Let’s jump right in! How many words are there in the book War of the
Worlds? It’s included in the repo as wotw.txt.gz
, a plain
text file that’s been compressed with gzip. You might be tempted to do
it in Python, but it’s really quick in Bash:
gunzip wotw.txt.gz
wc wotw.txt
The first command uncompresses wotw.txt.gz
to
wotw.txt
and deletes wotw.txt.gz
. The second
command counts the lines, words, and characters in wotw.txt
(wc
stands for “word count”, but counts lines and
characters too).
The rest of the tutorial assumes wotw.txt.gz
exists, so
let’s recompress it.
gzip wotw.txt
Most Bash commands print out help if you call them with
-h
or sometimes --help
. Try it out with
gunzip
and wc
! More complete help can usually
be found in their man pages by calling e.g. man wc
.
Doing it in two lines is fine, but we can do better! (This will be a recurring theme.)
gunzip -c wotw.txt.gz | wc -w
What does gunzip -c
do? It uncompresses
wotw.txt.gz
, but instead of writing to a file, it writes to
its stdout
(which stands for “standard out”). The pipe
symbol |
means to pass stdout
of the previous
command to stdin
(standard input) of the next command. So
the command above uncompresses wotw.txt.gz
and feeds it to
wc
, which counts the number of words and writes to its
stdout
. Since wc
isn’t attached to anything
(there’s no |
after it), Bash prints it to the
terminal.
Voila! In a single line, you got the number of words in War of the Worlds without writing any files!
Both gunzip
and wc
will operate on files if
you provide them as arguments, or on stdin
if you don’t.
That’s why wc wotw.txt
and
gunzip -c wotw.txt.gz | wc -w
both work. This isn’t
anything special about Bash – the authors of gunzip
and
wc
coded them to do this, as it’s pretty standard in
Linux.
Just like a command that isn’t followed by |
prints its
stdout
to the terminal, if a command expects
stdin
but isn’t preceded by |
, it’ll read from
the keyboard.

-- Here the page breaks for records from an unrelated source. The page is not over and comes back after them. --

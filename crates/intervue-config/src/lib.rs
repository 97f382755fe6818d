// SPDX-FileCopyrightText: 2026 Intervue Contributors
// SPDX-License-Identifier: MIT OR Apache-2.0

//! Configuration system for the Intervue RAG pipeline.
//!
//! Strict TOML parsing (`deny_unknown_fields`), XDG hierarchy lookup,
//! `INTERVUE_*` environment overrides, and miette diagnostics with typo
//! suggestions.
//!
//! # Usage
//!
//! ```no_run
//! use intervue_config::load_and_validate;
//!
//! let config = load_and_validate().expect("config errors");
//! println!("Search backend: {}", config.search.url);
//! ```

pub mod diagnostic;
pub mod loader;
pub mod model;
pub mod validation;

use std::path::Path;

pub use diagnostic::{ConfigError, render_errors};
pub use loader::{load_config, load_config_from_path, load_config_from_str};
pub use model::IntervueConfig;

/// Load configuration from the XDG hierarchy and validate it.
///
/// Figment errors become diagnostics with typo suggestions; a config that
/// deserializes is then checked by [`validation::validate_config`].
pub fn load_and_validate() -> Result<IntervueConfig, Vec<ConfigError>> {
    finish(loader::load_config(), collect_toml_sources)
}

/// Load configuration from an explicit file and validate it.
///
/// Unlike the hierarchy files, an explicit file must exist.
pub fn load_and_validate_path(path: &Path) -> Result<IntervueConfig, Vec<ConfigError>> {
    if !path.is_file() {
        return Err(vec![ConfigError::Other(format!(
            "config file `{}` not found",
            path.display()
        ))]);
    }
    finish(loader::load_config_from_path(path), || {
        std::fs::read_to_string(path)
            .map(|content| vec![(path.display().to_string(), content)])
            .unwrap_or_default()
    })
}

/// Load configuration from a TOML string and validate it.
pub fn load_and_validate_str(toml_content: &str) -> Result<IntervueConfig, Vec<ConfigError>> {
    finish(loader::load_config_from_str(toml_content), || {
        vec![("<inline>".to_string(), toml_content.to_string())]
    })
}

fn finish(
    loaded: Result<IntervueConfig, figment::Error>,
    sources: impl FnOnce() -> Vec<(String, String)>,
) -> Result<IntervueConfig, Vec<ConfigError>> {
    match loaded {
        Ok(config) => {
            validation::validate_config(&config)?;
            Ok(config)
        }
        Err(err) => Err(diagnostic::figment_to_config_errors(err, &sources())),
    }
}

/// Read whichever hierarchy files exist, for source span resolution.
fn collect_toml_sources() -> Vec<(String, String)> {
    let local = std::env::current_dir()
        .map(|d| d.join(loader::CONFIG_FILE_NAME))
        .unwrap_or_else(|_| loader::CONFIG_FILE_NAME.into());

    [
        Some(local),
        loader::user_config_path(),
        Some(loader::SYSTEM_CONFIG_PATH.into()),
    ]
    .into_iter()
    .flatten()
    .filter_map(|path| {
        std::fs::read_to_string(&path)
            .ok()
            .map(|content| (path.display().to_string(), content))
    })
    .collect()
}
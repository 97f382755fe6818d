// SPDX-FileCopyrightText: 2026 Intervue Contributors
// SPDX-License-Identifier: MIT OR Apache-2.0

//! Cost estimation for generated answers.
//!
//! Maps a model identifier and the provider-reported token usage to an
//! estimated USD amount. Unpriced models cost zero.

pub mod pricing;

use intervue_core::{ModelIdentifier, TokenUsage};
use tracing::debug;

pub use pricing::{ModelPricing, calculate_cost, get_pricing};

/// Stateless estimator over the static pricing table.
#[derive(Debug, Clone, Copy, Default)]
pub struct CostEstimator;

impl CostEstimator {
    pub fn new() -> Self {
        Self
    }

    /// Estimated USD cost; always finite and non-negative.
    pub fn estimate(&self, model: &ModelIdentifier, usage: &TokenUsage) -> f64 {
        match get_pricing(model) {
            Some(pricing) => {
                let cost = calculate_cost(usage, &pricing);
                debug!(model = %model, cost, "cost estimated");
                cost
            }
            None => {
                debug!(model = %model, "no pricing for model, cost is zero");
                0.0
            }
        }
    }
}
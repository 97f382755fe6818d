// SPDX-FileCopyrightText: 2026 Intervue Contributors
// SPDX-License-Identifier: MIT OR Apache-2.0

//! Error types for the Intervue pipeline.

use thiserror::Error;

/// The primary error type used across all Intervue adapter traits and pipeline stages.
#[derive(Debug, Error)]
pub enum IntervueError {
    /// Configuration errors (invalid TOML, missing credentials, bad values).
    #[error("configuration error: {0}")]
    Config(String),

    /// Search backend errors (unreachable backend, missing index, non-success status).
    #[error("retrieval error: {message}")]
    Retrieval {
        message: String,
        source: Option<Box<dyn std::error::Error + Send + Sync>>,
    },

    /// The model identifier names a provider with no registered client.
    #[error("unsupported model: {model}")]
    UnsupportedModel { model: String },

    /// LLM provider errors (API failure, malformed response, exhausted retries).
    #[error("provider error: {message}")]
    Provider {
        message: String,
        source: Option<Box<dyn std::error::Error + Send + Sync>>,
    },

    /// Query encoding failed (tokenizer, ONNX session, tensor shape).
    #[error("embedding error: {0}")]
    Embedding(String),

    /// Operation timed out.
    #[error("operation timed out after {duration:?}")]
    Timeout { duration: std::time::Duration },

    /// Internal or unexpected errors.
    #[error("internal error: {0}")]
    Internal(String),
}

impl IntervueError {
    /// Shorthand for a retrieval error without an underlying cause.
    pub fn retrieval(message: impl Into<String>) -> Self {
        Self::Retrieval {
            message: message.into(),
            source: None,
        }
    }

    /// Shorthand for a provider error without an underlying cause.
    pub fn provider(message: impl Into<String>) -> Self {
        Self::Provider {
            message: message.into(),
            source: None,
        }
    }
}
// SPDX-FileCopyrightText: 2026 Intervue Contributors
// SPDX-License-Identifier: MIT OR Apache-2.0

//! Base adapter trait that all collaborator adapters implement.

use async_trait::async_trait;

use crate::error::IntervueError;
use crate::types::{AdapterType, HealthStatus};

/// The base trait for search, embedding, and provider adapters.
///
/// Provides identity and a health probe used by `intervue doctor`.
#[async_trait]
pub trait PluginAdapter: Send + Sync + 'static {
    /// Returns the human-readable name of this adapter instance.
    fn name(&self) -> &str;

    /// Returns the semantic version of this adapter.
    fn version(&self) -> semver::Version;

    /// Returns the kind of collaborator this adapter fronts.
    fn adapter_type(&self) -> AdapterType;

    /// Performs a health check and returns the adapter's current status.
    async fn health_check(&self) -> Result<HealthStatus, IntervueError>;
}
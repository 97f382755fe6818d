// SPDX-FileCopyrightText: 2026 Intervue Contributors
// SPDX-License-Identifier: MIT OR Apache-2.0

//! Category-scoped candidate retrieval over lexical or vector search.

use std::sync::Arc;

use intervue_config::model::SearchConfig;
use intervue_core::error::IntervueError;
use intervue_core::traits::{EmbeddingAdapter, SearchAdapter};
use intervue_core::types::{
    Document, EmbeddingInput, LexicalQuery, MAX_RESULTS, RetrievalResult, SearchMode, SearchQuery,
    VectorQuery,
};
use tracing::{debug, warn};

/// Result of comparing the index's embedding model with the local one.
#[derive(Debug, Clone, PartialEq, Eq)]
pub enum EmbeddingCheck {
    Match,
    Mismatch { index: String, local: String },
    /// The index mapping records no model.
    Untagged,
}

/// Runs one query against the search backend and enforces the category filter.
pub struct Retriever {
    backend: Arc<dyn SearchAdapter>,
    embedder: Option<Arc<dyn EmbeddingAdapter>>,
    result_limit: usize,
    num_candidates: usize,
}

impl Retriever {
    /// Lexical-only retriever with the default limits.
    pub fn new(backend: Arc<dyn SearchAdapter>) -> Self {
        Self {
            backend,
            embedder: None,
            result_limit: MAX_RESULTS,
            num_candidates: 10_000,
        }
    }

    pub fn from_config(backend: Arc<dyn SearchAdapter>, config: &SearchConfig) -> Self {
        Self {
            result_limit: config.result_limit.clamp(1, MAX_RESULTS),
            num_candidates: config.num_candidates,
            ..Self::new(backend)
        }
    }

    /// Enables vector mode.
    pub fn with_embedder(mut self, embedder: Arc<dyn EmbeddingAdapter>) -> Self {
        self.embedder = Some(embedder);
        self
    }

    pub async fn retrieve(&self, query: &SearchQuery) -> Result<RetrievalResult, IntervueError> {
        let hits = match query.mode {
            SearchMode::Lexical => {
                self.backend
                    .lexical_search(&LexicalQuery {
                        text: query.text.clone(),
                        category: query.category,
                        size: self.result_limit,
                    })
                    .await?
            }
            SearchMode::Vector => {
                let vector = self.encode(&query.text).await?;
                self.backend
                    .vector_search(&VectorQuery {
                        vector,
                        category: query.category,
                        k: self.result_limit,
                        num_candidates: self.num_candidates,
                    })
                    .await?
            }
        };

        let returned = hits.len();
        let mut documents: Vec<Document> = hits
            .into_iter()
            .filter(|doc| {
                let keep = doc.category == query.category;
                if !keep {
                    warn!(
                        id = %doc.id,
                        expected = query.category.code(),
                        found = doc.category.code(),
                        "dropping document outside requested category"
                    );
                }
                keep
            })
            .collect();
        documents.truncate(self.result_limit);

        debug!(
            mode = %query.mode,
            category = query.category.code(),
            returned,
            kept = documents.len(),
            "retrieval finished"
        );
        Ok(RetrievalResult::new(documents))
    }

    /// Compares the index's recorded embedding model with the local embedder.
    pub async fn verify_embedding_model(&self) -> Result<EmbeddingCheck, IntervueError> {
        let embedder = self.embedder()?;
        let local = embedder.model_name().to_string();
        Ok(match self.backend.index_embedding_model().await? {
            None => EmbeddingCheck::Untagged,
            Some(index) if index == local => EmbeddingCheck::Match,
            Some(index) => EmbeddingCheck::Mismatch { index, local },
        })
    }

    async fn encode(&self, text: &str) -> Result<Vec<f32>, IntervueError> {
        let output = self
            .embedder()?
            .embed(EmbeddingInput {
                texts: vec![text.to_string()],
            })
            .await?;
        output
            .embeddings
            .into_iter()
            .next()
            .ok_or_else(|| IntervueError::Embedding("embedder returned no vector".to_string()))
    }

    fn embedder(&self) -> Result<&Arc<dyn EmbeddingAdapter>, IntervueError> {
        self.embedder
            .as_ref()
            .ok_or_else(|| IntervueError::Embedding("no embedding model loaded".to_string()))
    }
}
// SPDX-FileCopyrightText: 2026 Intervue Contributors
// SPDX-License-Identifier: MIT OR Apache-2.0

//! Deterministic embedder for tests that exercise vector mode.

use std::collections::hash_map::DefaultHasher;
use std::hash::{Hash, Hasher};

use async_trait::async_trait;
use intervue_core::traits::{EmbeddingAdapter, PluginAdapter};
use intervue_core::types::{AdapterType, EmbeddingInput, EmbeddingOutput, HealthStatus};
use intervue_core::IntervueError;

/// Hashes character trigrams into a fixed-width, L2-normalized vector.
pub struct HashEmbedder {
    dimensions: usize,
    model_name: String,
}

impl HashEmbedder {
    pub fn new(dimensions: usize) -> Self {
        Self {
            dimensions,
            model_name: "multi-qa-MiniLM-L6-cos-v1".to_string(),
        }
    }

    /// Pretend to be a different model (for tag-mismatch tests).
    pub fn with_model_name(mut self, name: &str) -> Self {
        self.model_name = name.to_string();
        self
    }

    pub fn vector(&self, text: &str) -> Vec<f32> {
        let mut v = vec![0.0f32; self.dimensions];
        let chars: Vec<char> = text.to_lowercase().chars().collect();
        for gram in chars.windows(3) {
            let mut hasher = DefaultHasher::new();
            gram.hash(&mut hasher);
            v[(hasher.finish() as usize) % self.dimensions] += 1.0;
        }
        let norm = v.iter().map(|x| x * x).sum::<f32>().sqrt();
        if norm > 0.0 {
            v.iter_mut().for_each(|x| *x /= norm);
        }
        v
    }
}

impl Default for HashEmbedder {
    fn default() -> Self {
        Self::new(384)
    }
}

#[async_trait]
impl PluginAdapter for HashEmbedder {
    fn name(&self) -> &str {
        "hash-embedder"
    }

    fn version(&self) -> semver::Version {
        semver::Version::new(0, 1, 0)
    }

    fn adapter_type(&self) -> AdapterType {
        AdapterType::Embedding
    }

    async fn health_check(&self) -> Result<HealthStatus, IntervueError> {
        Ok(HealthStatus::Healthy)
    }
}

#[async_trait]
impl EmbeddingAdapter for HashEmbedder {
    fn model_name(&self) -> &str {
        &self.model_name
    }

    async fn embed(&self, input: EmbeddingInput) -> Result<EmbeddingOutput, IntervueError> {
        Ok(EmbeddingOutput {
            embeddings: input.texts.iter().map(|t| self.vector(t)).collect(),
            dimensions: self.dimensions,
        })
    }
}
// SPDX-FileCopyrightText: 2026 Intervue Contributors
// SPDX-License-Identifier: MIT OR Apache-2.0

//! HTTP client for an Elasticsearch-compatible search cluster.

use std::time::Duration;

use async_trait::async_trait;
use intervue_config::model::SearchConfig;
use intervue_core::error::IntervueError;
use intervue_core::traits::{PluginAdapter, SearchAdapter};
use intervue_core::types::{AdapterType, Document, HealthStatus, LexicalQuery, VectorQuery};
use serde::Deserialize;
use serde_json::Value;
use tracing::debug;

use crate::query;

/// Search adapter that talks to `POST /{index}/_search`.
#[derive(Debug, Clone)]
pub struct ElasticsearchBackend {
    client: reqwest::Client,
    base_url: String,
    index_name: String,
    category_field: String,
    vector_field: String,
}

#[derive(Debug, Deserialize)]
struct SearchResponse {
    hits: HitsEnvelope,
}

#[derive(Debug, Deserialize)]
struct HitsEnvelope {
    hits: Vec<Hit>,
}

#[derive(Debug, Deserialize)]
struct Hit {
    #[serde(rename = "_source")]
    source: Document,
}

impl ElasticsearchBackend {
    pub fn new(config: &SearchConfig) -> Result<Self, IntervueError> {
        let client = reqwest::Client::builder()
            .timeout(Duration::from_secs(config.timeout_secs))
            .build()
            .map_err(|e| IntervueError::Retrieval {
                message: format!("failed to build HTTP client: {e}"),
                source: Some(Box::new(e)),
            })?;

        Ok(Self {
            client,
            base_url: config.url.trim_end_matches('/').to_string(),
            index_name: config.index_name.clone(),
            category_field: config.category_field.clone(),
            vector_field: config.vector_field.clone(),
        })
    }

    pub fn index_name(&self) -> &str {
        &self.index_name
    }

    async fn search(&self, body: &Value) -> Result<Vec<Document>, IntervueError> {
        let url = format!("{}/{}/_search", self.base_url, self.index_name);
        let response = self
            .client
            .post(&url)
            .json(body)
            .send()
            .await
            .map_err(|e| IntervueError::Retrieval {
                message: format!("search backend unreachable at {}: {e}", self.base_url),
                source: Some(Box::new(e)),
            })?;

        let status = response.status();
        if status == reqwest::StatusCode::NOT_FOUND {
            return Err(IntervueError::retrieval(format!(
                "index `{}` does not exist",
                self.index_name
            )));
        }
        if !status.is_success() {
            let body = response.text().await.unwrap_or_default();
            return Err(IntervueError::retrieval(format!(
                "search returned {status}: {body}"
            )));
        }

        let parsed: SearchResponse = response.json().await.map_err(|e| IntervueError::Retrieval {
            message: format!("malformed search response: {e}"),
            source: Some(Box::new(e)),
        })?;

        let documents: Vec<Document> = parsed.hits.hits.into_iter().map(|h| h.source).collect();
        debug!(index = %self.index_name, hits = documents.len(), "search completed");
        Ok(documents)
    }
}

#[async_trait]
impl PluginAdapter for ElasticsearchBackend {
    fn name(&self) -> &str {
        "elasticsearch"
    }

    fn version(&self) -> semver::Version {
        semver::Version::new(0, 1, 0)
    }

    fn adapter_type(&self) -> AdapterType {
        AdapterType::Search
    }

    async fn health_check(&self) -> Result<HealthStatus, IntervueError> {
        let url = format!("{}/{}", self.base_url, self.index_name);
        match self.client.head(&url).send().await {
            Ok(resp) if resp.status().is_success() => Ok(HealthStatus::Healthy),
            Ok(resp) if resp.status() == reqwest::StatusCode::NOT_FOUND => Ok(
                HealthStatus::Unhealthy(format!("index `{}` not found", self.index_name)),
            ),
            Ok(resp) => Ok(HealthStatus::Degraded(format!(
                "cluster answered {}",
                resp.status()
            ))),
            Err(e) => Ok(HealthStatus::Unhealthy(format!("unreachable: {e}"))),
        }
    }
}

#[async_trait]
impl SearchAdapter for ElasticsearchBackend {
    async fn lexical_search(&self, query: &LexicalQuery) -> Result<Vec<Document>, IntervueError> {
        self.search(&query::lexical_body(query, &self.category_field))
            .await
    }

    async fn vector_search(&self, query: &VectorQuery) -> Result<Vec<Document>, IntervueError> {
        self.search(&query::vector_body(
            query,
            &self.vector_field,
            &self.category_field,
        ))
        .await
    }

    /// Reads `_meta.embedding_model` from the index mapping.
    async fn index_embedding_model(&self) -> Result<Option<String>, IntervueError> {
        let url = format!("{}/{}/_mapping", self.base_url, self.index_name);
        let response = self
            .client
            .get(&url)
            .send()
            .await
            .map_err(|e| IntervueError::Retrieval {
                message: format!("failed to read index mapping: {e}"),
                source: Some(Box::new(e)),
            })?;

        if !response.status().is_success() {
            return Err(IntervueError::retrieval(format!(
                "mapping request returned {}",
                response.status()
            )));
        }

        let mapping: Value = response.json().await.map_err(|e| IntervueError::Retrieval {
            message: format!("malformed mapping response: {e}"),
            source: Some(Box::new(e)),
        })?;

        // Keyed by the concrete index name, which differs from an alias.
        Ok(mapping
            .as_object()
            .and_then(|indices| indices.values().next())
            .and_then(|index| index.pointer("/mappings/_meta/embedding_model"))
            .and_then(Value::as_str)
            .map(str::to_string))
    }
}
// SPDX-FileCopyrightText: 2026 Intervue Contributors
// SPDX-License-Identifier: MIT OR Apache-2.0

//! Response-length directives, one per tier.

use intervue_core::LengthTier;

/// Instruction sentence appended to the persona for a tier.
///
/// Every directive states the tier's word ceiling.
pub fn length_directive(tier: LengthTier) -> String {
    let limit = tier.word_limit();
    match tier {
        LengthTier::Short => format!(
            "Responses should be brief and concise with minimal narration. \
             One paragraph, no more than three sentences, no more than {limit} words."
        ),
        LengthTier::Medium => format!(
            "Responses should be with minimal narration. \
             Two paragraphs, no more than three sentences each, no more than {limit} words."
        ),
        LengthTier::Long => {
            format!("Responses should be thorough and well structured, no more than {limit} words.")
        }
    }
}
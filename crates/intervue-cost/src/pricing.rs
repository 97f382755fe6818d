// SPDX-FileCopyrightText: 2026 Intervue Contributors
// SPDX-License-Identifier: MIT OR Apache-2.0

//! Model pricing tables and cost calculation.
//!
//! Rates are USD per 1,000 tokens.
//!
//! gpt-3.5-turbo:        prompt=$0.0015, completion=$0.002
//! gpt-4o / gpt-4o-mini: prompt=$0.03,   completion=$0.06

use intervue_core::{ModelIdentifier, ProviderKind, TokenUsage};

/// Per-model pricing in USD per thousand tokens.
#[derive(Debug, Clone, Copy, PartialEq)]
pub struct ModelPricing {
    pub prompt_per_ktok: f64,
    pub completion_per_ktok: f64,
}

const GPT_35_TURBO: ModelPricing = ModelPricing {
    prompt_per_ktok: 0.0015,
    completion_per_ktok: 0.002,
};

const GPT_4O: ModelPricing = ModelPricing {
    prompt_per_ktok: 0.03,
    completion_per_ktok: 0.06,
};

/// Look up pricing for a model. `None` means the model is not billed.
///
/// Local models are never billed. Hosted models match on the exact name;
/// unknown hosted models are treated as unpriced rather than guessed.
pub fn get_pricing(model: &ModelIdentifier) -> Option<ModelPricing> {
    match model.provider() {
        ProviderKind::Ollama => None,
        ProviderKind::OpenAi => match model.model_name() {
            "gpt-3.5-turbo" => Some(GPT_35_TURBO),
            "gpt-4o" | "gpt-4o-mini" => Some(GPT_4O),
            _ => None,
        },
    }
}

/// Formula: tokens / 1000 * price for prompt and completion.
pub fn calculate_cost(usage: &TokenUsage, pricing: &ModelPricing) -> f64 {
    let prompt = (usage.prompt_tokens as f64 / 1000.0) * pricing.prompt_per_ktok;
    let completion = (usage.completion_tokens as f64 / 1000.0) * pricing.completion_per_ktok;
    prompt + completion
}
// SPDX-FileCopyrightText: 2026 Intervue Contributors
// SPDX-License-Identifier: MIT OR Apache-2.0

//! Language-model providers for the Intervue pipeline.
//!
//! Both supported providers speak the OpenAI chat-completions protocol, so a
//! single [`ChatProvider`] implements [`ProviderAdapter`] for each of them.
//! [`ModelGateway`] dispatches `<provider>/<model>` identifiers to the
//! registered adapters and times each call.

pub mod client;
pub mod gateway;
pub mod types;

use async_trait::async_trait;
use intervue_config::IntervueConfig;
use intervue_core::IntervueError;
use intervue_core::traits::{PluginAdapter, ProviderAdapter};
use intervue_core::types::{
    AdapterType, HealthStatus, ProviderKind, ProviderRequest, ProviderResponse, TokenUsage,
};
use tracing::{info, warn};

pub use client::{ChatClient, RetryPolicy};
pub use gateway::{KNOWN_MODELS, ModelGateway};

use crate::types::{ChatRequest, ChatResponse, Usage};

/// Environment variable consulted when `openai.api_key` is unset.
pub const OPENAI_API_KEY_ENV: &str = "OPENAI_API_KEY";

/// An OpenAI-compatible provider implementing [`ProviderAdapter`].
pub struct ChatProvider {
    kind: ProviderKind,
    client: ChatClient,
}

impl ChatProvider {
    pub fn new(kind: ProviderKind, client: ChatClient) -> Self {
        Self { kind, client }
    }

    /// Local Ollama server from `[ollama]`.
    pub fn ollama(config: &IntervueConfig) -> Result<Self, IntervueError> {
        let client = ChatClient::new(
            &config.ollama.base_url,
            &config.ollama.api_key,
            retry_policy(config),
        )?;
        info!(base_url = %config.ollama.base_url, "Ollama provider initialized");
        Ok(Self::new(ProviderKind::Ollama, client))
    }

    /// Hosted OpenAI from `[openai]`.
    ///
    /// # API Key Resolution
    /// 1. `config.openai.api_key` if set
    /// 2. `OPENAI_API_KEY` environment variable
    /// 3. Returns error if neither is available
    pub fn openai(config: &IntervueConfig) -> Result<Self, IntervueError> {
        let api_key = resolve_api_key(
            config.openai.api_key.as_deref(),
            std::env::var(OPENAI_API_KEY_ENV).ok(),
        )?;
        let client = ChatClient::new(&config.openai.base_url, &api_key, retry_policy(config))?;
        info!(base_url = %config.openai.base_url, "OpenAI provider initialized");
        Ok(Self::new(ProviderKind::OpenAi, client))
    }
}

fn retry_policy(config: &IntervueConfig) -> RetryPolicy {
    RetryPolicy {
        timeout: std::time::Duration::from_secs(config.provider.timeout_secs),
        max_retries: config.provider.max_retries,
        initial_backoff: std::time::Duration::from_millis(config.provider.initial_backoff_ms),
    }
}

fn resolve_api_key(
    configured: Option<&str>,
    from_env: Option<String>,
) -> Result<String, IntervueError> {
    configured
        .map(str::to_string)
        .or(from_env)
        .filter(|k| !k.trim().is_empty())
        .ok_or_else(|| {
            IntervueError::Config(format!(
                "OpenAI API key not found: set openai.api_key or {OPENAI_API_KEY_ENV}"
            ))
        })
}

/// Converts the provider's usage block, keeping the total consistent with its parts.
fn normalize_usage(usage: Option<Usage>, model: &str) -> TokenUsage {
    let Some(usage) = usage else {
        warn!(model, "provider response carried no usage report");
        return TokenUsage::default();
    };

    let normalized = TokenUsage::new(usage.prompt_tokens, usage.completion_tokens);
    if let Some(reported) = usage.total_tokens {
        if reported != normalized.total_tokens {
            warn!(
                model,
                reported,
                computed = normalized.total_tokens,
                "provider total_tokens disagrees with prompt + completion"
            );
        }
    }
    normalized
}

fn into_provider_response(response: ChatResponse, requested_model: &str) -> ProviderResponse {
    let model = response
        .model
        .clone()
        .unwrap_or_else(|| requested_model.to_string());
    let usage = normalize_usage(response.usage, &model);
    let content = response
        .choices
        .into_iter()
        .next()
        .and_then(|c| c.message.content)
        .unwrap_or_default();

    ProviderResponse {
        id: response.id,
        content,
        model,
        usage,
    }
}

#[async_trait]
impl PluginAdapter for ChatProvider {
    fn name(&self) -> &str {
        match self.kind {
            ProviderKind::Ollama => "ollama",
            ProviderKind::OpenAi => "openai",
        }
    }

    fn version(&self) -> semver::Version {
        semver::Version::new(0, 1, 0)
    }

    fn adapter_type(&self) -> AdapterType {
        AdapterType::Provider
    }

    /// Lists models instead of completing, so no tokens are spent.
    async fn health_check(&self) -> Result<HealthStatus, IntervueError> {
        Ok(match self.client.probe().await {
            Ok(status) if status.is_success() => HealthStatus::Healthy,
            Ok(status) => HealthStatus::Degraded(format!("model listing returned {status}")),
            Err(e) => HealthStatus::Unhealthy(format!("unreachable: {e}")),
        })
    }
}

#[async_trait]
impl ProviderAdapter for ChatProvider {
    async fn complete(
        &self,
        request: ProviderRequest,
    ) -> Result<ProviderResponse, IntervueError> {
        let api_request = ChatRequest::single_user(&request.model, request.prompt);
        let response = self.client.complete(&api_request).await?;
        if response.choices.is_empty() {
            return Err(IntervueError::provider(format!(
                "{} returned no choices for model {}",
                self.name(),
                request.model
            )));
        }
        Ok(into_provider_response(response, &request.model))
    }
}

Try typing wc
and hitting enter. Note that
nothing happens. Type a few lines. Although it looks like nothing is
happening, it’s in fact sending those lines to wc
’s
stdin
. You can signal you’re done by hitting ctrl-D.
wc
now reports how many lines, words, and characters you
typed.
In Bash, pressing ctrl-D sends an end-of-file (EOF) signal to
whatever process is reading from stdin
. If Bash itself is
reading from stdin
(that is, if you’re about to type a
command into a terminal), it will exit Bash! You can call
set -o ignoreeof
to prevent Bash from doing this. Add it to
your .bashrc
right now!
We’ll start with a simple but not very accurate method.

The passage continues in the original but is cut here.